BEGIN DATA FOR THE TASK
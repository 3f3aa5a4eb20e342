//! Source width kept within the rustfmt default.

use std::fs;
use std::path::{Path, PathBuf};

const MAX_WIDTH: usize = 100;
const SOURCE_DIRS: [&str; 6] = ["backend", "cli", "config", "core", "types", "tests"];

fn rust_files(dir: &Path, found: &mut Vec<PathBuf>) {
    for entry in fs::read_dir(dir).unwrap() {
        let path = entry.unwrap().path();
        if path.is_dir() {
            rust_files(&path, found);
        } else if path.extension().is_some_and(|ext| ext == "rs") {
            found.push(path);
        }
    }
}

#[test]
fn source_lines_fit_max_width() {
    let root = Path::new(env!("CARGO_MANIFEST_DIR")).parent().unwrap();
    let mut files = Vec::new();
    for dir in SOURCE_DIRS {
        rust_files(&root.join(dir), &mut files);
    }
    assert!(!files.is_empty());

    let mut too_wide = Vec::new();
    for file in &files {
        let text = fs::read_to_string(file).unwrap();
        for (n, line) in text.lines().enumerate() {
            if line.chars().count() > MAX_WIDTH {
                too_wide.push(format!("{}:{}", file.display(), n + 1));
            }
        }
    }
    assert!(too_wide.is_empty(), "lines over {MAX_WIDTH} columns: {too_wide:?}");
}
// Copyright Amazon.com, Inc. or its affiliates. All Rights Reserved.
// SPDX-License-Identifier: Apache-2.0

//! FRU objects.
//!
//! An allocated object immediately starts fetching its inventory area; the
//! caller's handle, the domain registry (for tracked objects), and the
//! in-flight operation each hold a strong reference. Destruction marks the
//! object `deleted` and drops the registry reference; whichever holder drops
//! the last reference triggers final teardown and the user destroy handler.

mod fetch;
mod registry;
mod update;
mod write;

pub use registry::{iterate, FruRegistry};
pub use update::{UpdateRecord, UpdateRecords};

use crate::{
    decode::{FruOps, RecordData},
    domain::{Domain, DomainId, IpmbAddress},
    error::{Kind, Result},
};
use core::fmt;
use parking_lot::{Mutex, MutexGuard};
use std::{
    any::Any,
    sync::{
        atomic::{AtomicU64, Ordering},
        Arc,
    },
};

/// Largest chunk the read engine asks for before any back-off.
pub(crate) const MAX_FETCH_SIZE: usize = 32;
/// Smallest chunk; a device that cannot serve this much at once is given up
/// on.
pub(crate) const MIN_FETCH_SIZE: usize = 16;
/// Back-off decrements the chunk size by this much per failed probe.
pub(crate) const FETCH_BACKOFF_STEP: usize = 8;
/// Shortest valid inventory area: the FRU common header is eight bytes.
pub(crate) const MIN_AREA_SIZE: usize = 8;

/// Fetch mask passed to decoders when the caller does not restrict which
/// areas to interpret.
pub const FETCH_ALL_AREAS: u32 = u32::MAX;

static NEXT_FRU_ID: AtomicU64 = AtomicU64::new(0);

/// Addressing of a FRU device. Immutable after allocation.
#[derive(Clone, Copy, Debug, PartialEq, Eq)]
pub struct FruAddress {
    /// Logical FRU access through a management controller. Physical access
    /// is not implemented.
    pub is_logical: bool,
    /// 7-bit bus address of the owning controller.
    pub device_address: u8,
    /// FRU device id, 0-255.
    pub device_id: u8,
    /// 2-bit logical unit.
    pub lun: u8,
    pub private_bus: u8,
    pub channel: u8,
}

impl FruAddress {
    pub(crate) fn ipmb(&self) -> IpmbAddress {
        IpmbAddress {
            channel: self.channel,
            slave_address: self.device_address,
            lun: self.lun,
        }
    }
}

/// Runs after the last reference to a destroyed object is dropped.
pub type DestroyHandler = Box<dyn FnOnce(&Fru) + Send>;

/// Fetch completion, one flavor per allocator.
pub(crate) enum FetchedCallback {
    Fru(Box<dyn FnOnce(&Arc<Fru>, Result<()>) + Send>),
    Domain(Box<dyn FnOnce(&Arc<dyn Domain>, &Arc<Fru>, Result<()>) + Send>),
}

impl FetchedCallback {
    pub(crate) fn invoke(self, fru: &Arc<Fru>, result: Result<()>) {
        match self {
            Self::Fru(callback) => callback(fru, result),
            Self::Domain(callback) => callback(&fru.domain, fru, result),
        }
    }
}

pub(crate) struct State {
    /// A fetch or write owns the object.
    in_use: bool,
    /// Set by destruction; reads observe it on handler entry and cancel.
    deleted: bool,
    in_frulist: bool,
    /// Adaptive read chunk, probed down by capability back-off.
    fetch_size: usize,
    access_by_words: bool,
    data: Vec<u8>,
    data_len: usize,
    curr_pos: usize,
    phase: fetch::Phase,
    record_data: Option<RecordData>,
    ops: Option<Arc<dyn FruOps>>,
    records: UpdateRecords,
    fetched: Option<FetchedCallback>,
    write: Option<write::WriteOp>,
    fetch_mask: u32,
    normal_fru: bool,
    destroy_handler: Option<DestroyHandler>,
}

pub struct Fru {
    name: String,
    iname: String,
    domain: Arc<dyn Domain>,
    domain_id: DomainId,
    address: FruAddress,
    state: Mutex<State>,
}

impl Fru {
    /// Allocates a registry-tracked object and starts the inventory fetch.
    /// `fetched` runs once, after the raw image has been retrieved and
    /// decoded, or the fetch failed.
    pub fn alloc(
        domain: Arc<dyn Domain>,
        address: FruAddress,
        fetched: impl FnOnce(&Arc<Fru>, Result<()>) + Send + 'static,
    ) -> Result<Arc<Fru>> {
        Self::new(
            domain,
            address,
            FETCH_ALL_AREAS,
            true,
            FetchedCallback::Fru(Box::new(fetched)),
        )
    }

    /// Like [`Fru::alloc`], completing through a domain-level callback.
    pub fn domain_alloc(
        domain: Arc<dyn Domain>,
        address: FruAddress,
        fetched: impl FnOnce(&Arc<dyn Domain>, &Arc<Fru>, Result<()>) + Send + 'static,
    ) -> Result<Arc<Fru>> {
        Self::new(
            domain,
            address,
            FETCH_ALL_AREAS,
            true,
            FetchedCallback::Domain(Box::new(fetched)),
        )
    }

    /// Allocates an object the registry never sees. The caller owns its
    /// lifetime and must destroy it with [`Fru::destroy_untracked`].
    /// `fetch_mask` restricts which areas decoders interpret.
    pub fn alloc_notrack(
        domain: Arc<dyn Domain>,
        address: FruAddress,
        fetch_mask: u32,
        fetched: impl FnOnce(&Arc<dyn Domain>, &Arc<Fru>, Result<()>) + Send + 'static,
    ) -> Result<Arc<Fru>> {
        Self::new(
            domain,
            address,
            fetch_mask,
            false,
            FetchedCallback::Domain(Box::new(fetched)),
        )
    }

    fn new(
        domain: Arc<dyn Domain>,
        address: FruAddress,
        fetch_mask: u32,
        track: bool,
        fetched: FetchedCallback,
    ) -> Result<Arc<Fru>> {
        ensure!(address.is_logical, Err(Kind::NotSupported.err()));

        let id = NEXT_FRU_ID.fetch_add(1, Ordering::Relaxed);
        let name = format!("{}.fru{}", domain.name(), id);
        let iname = format!(
            "fru({},{:#04x},{})",
            address.channel, address.device_address, address.device_id
        );

        let fru = Arc::new(Fru {
            name,
            iname,
            domain_id: domain.id(),
            domain,
            address,
            state: Mutex::new(State {
                in_use: true,
                deleted: false,
                in_frulist: false,
                fetch_size: MAX_FETCH_SIZE,
                access_by_words: false,
                data: Vec::new(),
                data_len: 0,
                curr_pos: 0,
                phase: fetch::Phase::Idle,
                record_data: None,
                ops: None,
                records: UpdateRecords::new(false),
                fetched: Some(fetched),
                write: None,
                fetch_mask,
                normal_fru: false,
                destroy_handler: None,
            }),
        });

        if track {
            FruRegistry::attach(&*fru.domain)?.insert(&fru);
        }

        tracing::debug!(fru = %fru.iname, name = %fru.name, tracked = track, "allocated");

        if let Err(error) = fetch::start(&fru) {
            if track {
                if let Some(registry) = FruRegistry::find(&*fru.domain) {
                    registry.remove(&fru);
                }
            }
            return Err(error);
        }

        Ok(fru)
    }

    /// Destroys a registry-tracked object. Fails with *permission denied*
    /// for untracked objects. The handler runs after the last reference is
    /// dropped; an in-flight fetch observes the deletion and completes with
    /// *cancelled*.
    pub fn destroy(self: &Arc<Self>, handler: Option<DestroyHandler>) -> Result<()> {
        // the removal is the gate: exactly one caller wins the registry
        // entry, so racing destroys cannot clobber an installed handler
        let removed = FruRegistry::find(&*self.domain)
            .map_or(false, |registry| registry.remove(self));
        ensure!(removed, Err(Kind::PermissionDenied.err()));
        let mut state = self.state.lock();
        state.deleted = true;
        state.destroy_handler = handler;
        tracing::debug!(fru = %self.iname, "destroy requested");
        Ok(())
    }

    /// Destroys an object allocated with [`Fru::alloc_notrack`]. Fails with
    /// *permission denied* when the object is registry-tracked.
    pub fn destroy_untracked(self: &Arc<Self>, handler: Option<DestroyHandler>) -> Result<()> {
        let mut state = self.state.lock();
        if state.in_frulist {
            return Err(Kind::PermissionDenied.err());
        }
        state.deleted = true;
        state.destroy_handler = handler;
        Ok(())
    }

    /// Re-reads the inventory area from the device. Fails with *busy* while
    /// another operation owns the object.
    pub fn fetch(
        self: &Arc<Self>,
        fetched: impl FnOnce(&Arc<Fru>, Result<()>) + Send + 'static,
    ) -> Result<()> {
        fetch::refetch(self, FetchedCallback::Fru(Box::new(fetched)))
    }

    /// Flushes decoder-reported dirty regions back to the device. Fails
    /// with *busy* while another operation owns the object. The flush runs
    /// on the domain thread and, unlike a fetch, is never cancelled by
    /// destruction.
    pub fn write(
        self: &Arc<Self>,
        done: impl FnOnce(&Arc<Fru>, Result<()>) + Send + 'static,
    ) -> Result<()> {
        write::start(self, Box::new(done))
    }

    pub fn name(&self) -> &str {
        &self.name
    }

    /// Diagnostic name used in log output.
    pub fn iname(&self) -> &str {
        &self.iname
    }

    pub fn domain_id(&self) -> DomainId {
        self.domain_id
    }

    pub(crate) fn domain(&self) -> &Arc<dyn Domain> {
        &self.domain
    }

    pub fn address(&self) -> &FruAddress {
        &self.address
    }

    /// Length of the fetched inventory image. Zero until a fetch completes.
    pub fn data_len(&self) -> usize {
        self.state.lock().data_len
    }

    /// Runs `f` over the raw inventory image under the object lock.
    pub fn with_data<R>(&self, f: impl FnOnce(&[u8]) -> R) -> R {
        let state = self.state.lock();
        f(&state.data)
    }

    /// Replaces the decoder scratch slot.
    pub fn set_record_data(&self, record_data: RecordData) {
        self.state.lock().record_data = Some(record_data);
    }

    /// Runs `f` over the decoder scratch slot under the object lock.
    pub fn with_record_data<R>(&self, f: impl FnOnce(Option<&mut dyn Any>) -> R) -> R {
        let mut state = self.state.lock();
        match state.record_data.as_mut() {
            Some(data) => {
                let data: &mut dyn Any = data.as_mut();
                f(Some(data))
            }
            None => f(None),
        }
    }

    pub fn is_normal_fru(&self) -> bool {
        self.state.lock().normal_fru
    }

    /// Marks the object as a standard FRU device (as opposed to inventory
    /// reachable only through sensor records).
    pub fn set_normal_fru(&self, normal: bool) {
        self.state.lock().normal_fru = normal;
    }

    /// Areas the allocator asked decoders to interpret.
    pub fn fetch_mask(&self) -> u32 {
        self.state.lock().fetch_mask
    }

    pub(crate) fn lock(&self) -> MutexGuard<'_, State> {
        self.state.lock()
    }
}

impl fmt::Debug for Fru {
    fn fmt(&self, f: &mut fmt::Formatter<'_>) -> fmt::Result {
        f.debug_struct("Fru")
            .field("name", &self.name)
            .field("address", &self.address)
            .finish()
    }
}

impl Drop for Fru {
    fn drop(&mut self) {
        {
            let state = self.state.get_mut();
            if let Some(ops) = state.ops.take() {
                if let Some(record_data) = state.record_data.as_mut() {
                    ops.cleanup_records(record_data.as_mut());
                }
            }
            state.record_data = None;
            state.records.clear();
            state.data = Vec::new();
        }
        if let Some(handler) = self.state.get_mut().destroy_handler.take() {
            tracing::debug!(fru = %self.iname, "destroyed");
            handler(self);
        }
    }
}
// Copyright Amazon.com, Inc. or its affiliates. All Rights Reserved.
// SPDX-License-Identifier: Apache-2.0

/// Returns early with `$otherwise` (or `()`) unless `$cond` holds.
macro_rules! ensure {
    ($cond:expr) => {
        ensure!($cond, ())
    };
    ($cond:expr, $otherwise:expr) => {
        if !($cond) {
            return $otherwise;
        }
    };
}
// Copyright Amazon.com, Inc. or its affiliates. All Rights Reserved.
// SPDX-License-Identifier: Apache-2.0

//! The surface the engine consumes from the surrounding management domain.
//!
//! The domain owns the IPMI transport, the per-domain attribute registry,
//! and a serialized work queue (the "domain thread"). All of them are
//! external; the engine only posts commands, awaits response handlers, and
//! parks its object registry in an attribute.

use crate::{
    command::{Request, Response},
    error::Error,
};
use std::{any::Any, sync::Arc};

/// Opaque identifier of a management domain.
#[derive(Clone, Copy, Debug, PartialEq, Eq, Hash)]
pub struct DomainId(u64);

impl DomainId {
    #[inline]
    pub const fn new(id: u64) -> Self {
        Self(id)
    }

    #[inline]
    pub const fn as_u64(self) -> u64 {
        self.0
    }
}

/// IPMB address of a FRU device.
#[derive(Clone, Copy, Debug, PartialEq, Eq)]
pub struct IpmbAddress {
    pub channel: u8,
    /// 7-bit slave address of the owning controller.
    pub slave_address: u8,
    /// 2-bit logical unit.
    pub lun: u8,
}

/// Handler for a posted command. The transport invokes it exactly once, on
/// one of its worker threads, unless the post itself failed. A
/// transport-level timeout is delivered as a synthesized response carrying
/// [`Completion::TIMEOUT`].
///
/// [`Completion::TIMEOUT`]: crate::completion::Completion::TIMEOUT
pub type ResponseHandler = Box<dyn FnOnce(Response) + Send>;

/// Work item queued onto the domain thread.
pub type DomainTask = Box<dyn FnOnce() + Send>;

/// Payload of a named per-domain attribute.
pub type Attribute = Arc<dyn Any + Send + Sync>;

pub trait Domain: Send + Sync {
    /// Printable domain name, the prefix of every FRU name.
    fn name(&self) -> String;

    fn id(&self) -> DomainId;

    /// Finds the named attribute, creating it with `init` when absent. The
    /// lookup and the insert are atomic with respect to other callers.
    fn attribute(&self, name: &str, init: &mut dyn FnMut() -> Attribute) -> Attribute;

    /// Finds the named attribute without creating it.
    fn find_attribute(&self, name: &str) -> Option<Attribute>;

    /// Posts a command to the addressed device. `handler` runs when the
    /// response (or a synthesized timeout) arrives; on `Err` the handler is
    /// never invoked.
    fn send_command(
        &self,
        address: IpmbAddress,
        request: Request,
        handler: ResponseHandler,
    ) -> Result<(), Error>;

    /// Queues work onto the domain thread.
    fn run(&self, task: DomainTask);
}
END DATA FOR THE TASK
▸ **WHAT TO WORK ON**:
Give the number of lines in the data that contain the word "IpmbAddress", and add no other text.

▸ **TASK RESPONSE**:
5